## PROMPT
Between the line containing "from now on" and the line containing "pub fn blocks_delivered(&self)" lies a run of lines; give that run again exactly, with both of those lines, and nothing else from the entries below.

:: DATA TO EXAMINE

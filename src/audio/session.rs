//! Capture session lifecycle
//!
//! A session owns one input stream. The stream lives on a dedicated capture
//! thread (cpal streams are not `Send` on every platform); the session talks
//! to that thread over channels and joins it on stop, so once `stop`
//! returns no callback is still running.

use crossbeam_channel::{bounded, Receiver, Sender};
use std::any::Any;
use std::fmt;
use std::panic::{self, AssertUnwindSafe};
use std::sync::atomic::{AtomicBool, AtomicU64, AtomicU8, Ordering};
use std::sync::Arc;
use std::thread::{self, JoinHandle};
use std::time::Duration;
use tracing::{debug, info, warn};

use crate::audio::backend::CaptureBackend;
use crate::audio::device::DeviceHandle;
use crate::audio::queue::SampleBlock;
use crate::config::CaptureConfig;
use crate::error::AudioError;

/// How long `start` waits for the backend to open the stream
pub const STREAM_OPEN_TIMEOUT: Duration = Duration::from_secs(5);

/// Pending faults per session; one slot is kept free for a fatal fault
const FAULT_CHANNEL_CAPACITY: usize = 16;

/// Session lifecycle states
#[derive(Debug, Clone, Copy, PartialEq, Eq)]
#[repr(u8)]
pub enum SessionState {
    Idle = 0,
    Starting = 1,
    Running = 2,
    Stopping = 3,
    Failed = 4,
}

impl SessionState {
    fn from_u8(v: u8) -> Self {
        match v {
            1 => Self::Starting,
            2 => Self::Running,
            3 => Self::Stopping,
            4 => Self::Failed,
            _ => Self::Idle,
        }
    }

    /// Starting or Running
    pub fn is_active(self) -> bool {
        matches!(self, Self::Starting | Self::Running)
    }
}

impl fmt::Display for SessionState {
    fn fmt(&self, f: &mut fmt::Formatter<'_>) -> fmt::Result {
        match self {
            Self::Idle => write!(f, "idle"),
            Self::Starting => write!(f, "starting"),
            Self::Running => write!(f, "running"),
            Self::Stopping => write!(f, "stopping"),
            Self::Failed => write!(f, "failed"),
        }
    }
}

struct AtomicSessionState(AtomicU8);

impl AtomicSessionState {
    fn new(state: SessionState) -> Self {
        Self(AtomicU8::new(state as u8))
    }

    fn get(&self) -> SessionState {
        SessionState::from_u8(self.0.load(Ordering::SeqCst))
    }

    fn set(&self, state: SessionState) {
        self.0.store(state as u8, Ordering::SeqCst);
    }

    fn transition(&self, from: SessionState, to: SessionState) -> bool {
        self.0
            .compare_exchange(from as u8, to as u8, Ordering::SeqCst, Ordering::SeqCst)
            .is_ok()
    }
}

/// Downsample stride and generation, packed so the callback reads both at once
///
/// High 32 bits: generation. Low 32 bits: stride.
pub struct StreamParams(AtomicU64);

impl StreamParams {
    /// Pack an initial stride and generation
    pub fn new(stride: u32, generation: u32) -> Self {
        Self(AtomicU64::new(Self::pack(stride, generation)))
    }

    fn pack(stride: u32, generation: u32) -> u64 {
        ((generation as u64) << 32) | stride.max(1) as u64
    }

    /// Returns `(stride, generation)`
    pub fn load(&self) -> (u32, u32) {
        let packed = self.0.load(Ordering::Acquire);
        (packed as u32, (packed >> 32) as u32)
    }

    /// Current generation
    pub fn generation(&self) -> u32 {
        self.load().1
    }

    /// Set a new stride and advance the generation; returns the new generation
    pub fn reconfigure(&self, stride: u32) -> u32 {
        let mut current = self.0.load(Ordering::Acquire);
        loop {
            let generation = ((current >> 32) as u32).wrapping_add(1);
            match self.0.compare_exchange_weak(
                current,
                Self::pack(stride, generation),
                Ordering::AcqRel,
                Ordering::Acquire,
            ) {
                Ok(_) => return generation,
                Err(actual) => current = actual,
            }
        }
    }
}

/// Select channel 0 of every `stride`-th interleaved frame
pub fn downsample_first_channel(data: &[f32], channels: u16, stride: u32) -> Vec<f32> {
    let channels = channels.max(1) as usize;
    let stride = stride.max(1) as usize;
    data.chunks_exact(channels)
        .step_by(stride)
        .map(|frame| frame[0])
        .collect()
}

fn panic_message(payload: &(dyn Any + Send)) -> String {
    if let Some(s) = payload.downcast_ref::<&str>() {
        s.to_string()
    } else if let Some(s) = payload.downcast_ref::<String>() {
        s.clone()
    } else {
        "unknown panic".to_string()
    }
}

/// One bound capture stream and its lifecycle
pub struct CaptureSession {
    backend: Arc<dyn CaptureBackend>,
    state: Arc<AtomicSessionState>,
    params: Arc<StreamParams>,
    /// Cleared before teardown and on fault; the callback drops frames while false
    active: Arc<AtomicBool>,
    shutdown_tx: Option<Sender<()>>,
    thread_handle: Option<JoinHandle<()>>,
    fault_rx: Option<Receiver<AudioError>>,
    blocks_delivered: Arc<AtomicU64>,
    frames_captured: Arc<AtomicU64>,
    stream_errors: Arc<AtomicU64>,
}

impl CaptureSession {
    /// Idle session on `backend`
    pub fn new(backend: Arc<dyn CaptureBackend>) -> Self {
        Self {
            backend,
            state: Arc::new(AtomicSessionState::new(SessionState::Idle)),
            params: Arc::new(StreamParams::new(1, 0)),
            active: Arc::new(AtomicBool::new(false)),
            shutdown_tx: None,
            thread_handle: None,
            fault_rx: None,
            blocks_delivered: Arc::new(AtomicU64::new(0)),
            frames_captured: Arc::new(AtomicU64::new(0)),
            stream_errors: Arc::new(AtomicU64::new(0)),
        }
    }

    /// Open a stream on `device` and deliver downsampled blocks to `on_block`
    ///
    /// `on_block` runs on the audio callback thread and must not block.
    pub fn start<F>(
        &mut self,
        config: &CaptureConfig,
        device: &DeviceHandle,
        on_block: F,
    ) -> Result<(), AudioError>
    where
        F: FnMut(SampleBlock) + Send + 'static,
    {
        self.start_with_timeout(config, device, on_block, STREAM_OPEN_TIMEOUT)
    }

    /// `start` with a custom wait for the backend to open the stream
    ///
    /// On timeout the session is Failed; the capture thread is joined by the
    /// next `start` or `stop` once the backend returns.
    pub fn start_with_timeout<F>(
        &mut self,
        config: &CaptureConfig,
        device: &DeviceHandle,
        on_block: F,
        open_timeout: Duration,
    ) -> Result<(), AudioError>
    where
        F: FnMut(SampleBlock) + Send + 'static,
    {
        if self.state.get().is_active() {
            return Err(AudioError::SessionActive);
        }
        // Leftovers from a failed or timed-out start
        self.teardown();

        self.state.set(SessionState::Starting);
        let generation = self.params.reconfigure(config.downsample_factor);
        self.blocks_delivered.store(0, Ordering::SeqCst);
        self.frames_captured.store(0, Ordering::SeqCst);
        self.stream_errors.store(0, Ordering::SeqCst);
        self.active.store(true, Ordering::SeqCst);

        let (ready_tx, ready_rx) = bounded::<Result<u16, AudioError>>(1);
        let (shutdown_tx, shutdown_rx) = bounded::<()>(1);
        let (fault_tx, fault_rx) = bounded::<AudioError>(FAULT_CHANNEL_CAPACITY);
        self.fault_rx = Some(fault_rx);
        self.shutdown_tx = Some(shutdown_tx);

        let on_frames = {
            let active = self.active.clone();
            let state = self.state.clone();
            let params = self.params.clone();
            let blocks_delivered = self.blocks_delivered.clone();
            let frames_captured = self.frames_captured.clone();
            let fault_tx = fault_tx.clone();
            let mut on_block = on_block;
            let mut sequence: u64 = 0;

            move |data: &[f32], channels: u16| {
                if !active.load(Ordering::Acquire) {
                    return;
                }

                let outcome = panic::catch_unwind(AssertUnwindSafe(|| {
                    let (stride, generation) = params.load();
                    let samples = downsample_first_channel(data, channels, stride);
                    frames_captured.fetch_add(
                        (data.len() / channels.max(1) as usize) as u64,
                        Ordering::Relaxed,
                    );
                    on_block(SampleBlock::new(samples, generation, sequence));
                    sequence += 1;
                    blocks_delivered.fetch_add(1, Ordering::Relaxed);
                }));

                if let Err(payload) = outcome {
                    active.store(false, Ordering::Release);
                    state.set(SessionState::Failed);
                    let _ = fault_tx.try_send(AudioError::CallbackFault(panic_message(&*payload)));
                }
            }
        };

        let on_error = {
            let active = self.active.clone();
            let state = self.state.clone();
            let stream_errors = self.stream_errors.clone();
            move |err: AudioError| {
                if !err.is_fatal() {
                    stream_errors.fetch_add(1, Ordering::Relaxed);
                    if fault_tx.len() + 1 < FAULT_CHANNEL_CAPACITY {
                        let _ = fault_tx.try_send(err);
                    }
                    return;
                }
                active.store(false, Ordering::Release);
                state.set(SessionState::Failed);
                let _ = fault_tx.try_send(err);
            }
        };

        let backend = self.backend.clone();
        let thread_device = device.clone();
        let sample_rate = config.sample_rate;

        let spawned = thread::Builder::new()
            .name("scope-capture".to_string())
            .spawn(move || {
                match backend.open_input(
                    &thread_device,
                    sample_rate,
                    Box::new(on_frames),
                    Box::new(on_error),
                ) {
                    Ok(stream) => {
                        let _ = ready_tx.send(Ok(stream.channels()));
                        // Parked until stop sends or drops the sender
                        let _ = shutdown_rx.recv();
                        drop(stream);
                    }
                    Err(e) => {
                        let _ = ready_tx.send(Err(e));
                    }
                }
            });

        let handle = match spawned {
            Ok(handle) => handle,
            Err(e) => {
                self.fail_start();
                return Err(AudioError::DeviceUnavailable(e.to_string()));
            }
        };
        self.thread_handle = Some(handle);

        match ready_rx.recv_timeout(open_timeout) {
            Ok(Ok(channels)) => {
                if self.state.transition(SessionState::Starting, SessionState::Running) {
                    info!(
                        backend = self.backend.name(),
                        device = %device.id,
                        sample_rate,
                        channels,
                        downsample = config.downsample_factor,
                        generation,
                        "Capture session running"
                    );
                    Ok(())
                } else {
                    // Stream reported a fatal error before we observed readiness
                    let fault = self
                        .take_fatal_fault()
                        .unwrap_or_else(|| AudioError::DeviceUnavailable(device.id.clone()));
                    warn!(device = %device.id, "Capture session failed during start: {}", fault);
                    Err(fault)
                }
            }
            Ok(Err(e)) => {
                self.fail_start();
                warn!(device = %device.id, "Failed to open input stream: {}", e);
                Err(e)
            }
            Err(_) => {
                self.fail_start();
                warn!(device = %device.id, "Timed out opening input stream");
                Err(AudioError::DeviceUnavailable(format!(
                    "timed out opening {}",
                    device.id
                )))
            }
        }
    }

    fn fail_start(&mut self) {
        self.active.store(false, Ordering::SeqCst);
        self.shutdown_tx = None;
        self.state.set(SessionState::Failed);
    }

    /// Stop capture and release the stream
    ///
    /// Blocks until the capture thread has exited.
    pub fn stop(&mut self) {
        let prior = self.state.get();
        if prior == SessionState::Idle && self.thread_handle.is_none() {
            return;
        }

        self.state.set(SessionState::Stopping);
        self.teardown();
        self.state.set(SessionState::Idle);
        info!(previous = %prior, "Capture session stopped");
    }

    fn teardown(&mut self) {
        self.active.store(false, Ordering::SeqCst);
        if let Some(tx) = self.shutdown_tx.take() {
            let _ = tx.try_send(());
        }
        if let Some(handle) = self.thread_handle.take() {
            if handle.join().is_err() {
                debug!("Capture thread panicked during teardown");
            }
        }
    }

    fn take_fatal_fault(&self) -> Option<AudioError> {
        std::iter::from_fn(|| self.take_fault()).find(AudioError::is_fatal)
    }

    /// Current lifecycle state
    pub fn state(&self) -> SessionState {
        self.state.get()
    }

    /// Check if the stream is delivering blocks
    pub fn is_running(&self) -> bool {
        self.state.get() == SessionState::Running
    }

    /// Pending fault raised by the callback or the stream, if any
    pub fn take_fault(&self) -> Option<AudioError> {
        self.fault_rx.as_ref().and_then(|rx| rx.try_recv().ok())
    }

    /// Generation stamped on blocks captured from now on
    pub fn generation(&self) -> u32 {
        self.params.generation()
    }

    /// Change the stride used by a running callback; returns the new generation
    pub fn set_downsample(&self, factor: u32) -> u32 {
        self.params.reconfigure(factor)
    }

    /// Blocks handed to `on_block` since the last start
    pub fn blocks_delivered(&self) -> u64 {
        self.blocks_delivered.load(Ordering::Relaxed)
    }

    /// Input frames seen by the callback since the last start
    pub fn frames_captured(&self) -> u64 {
        self.frames_captured.load(Ordering::Relaxed)
    }

    /// Recoverable stream errors since the last start
    pub fn stream_errors(&self) -> u64 {
        self.stream_errors.load(Ordering::Relaxed)
    }
}

impl Drop for CaptureSession {
    fn drop(&mut self) {
        self.stop();
    }
}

::::

## FINISHED EXERCISE
    /// Generation stamped on blocks captured from now on
    pub fn generation(&self) -> u32 {
        self.params.generation()
    }

    /// Change the stride used by a running callback; returns the new generation
    pub fn set_downsample(&self, factor: u32) -> u32 {
        self.params.reconfigure(factor)
    }

    /// Blocks handed to `on_block` since the last start
    pub fn blocks_delivered(&self) -> u64 {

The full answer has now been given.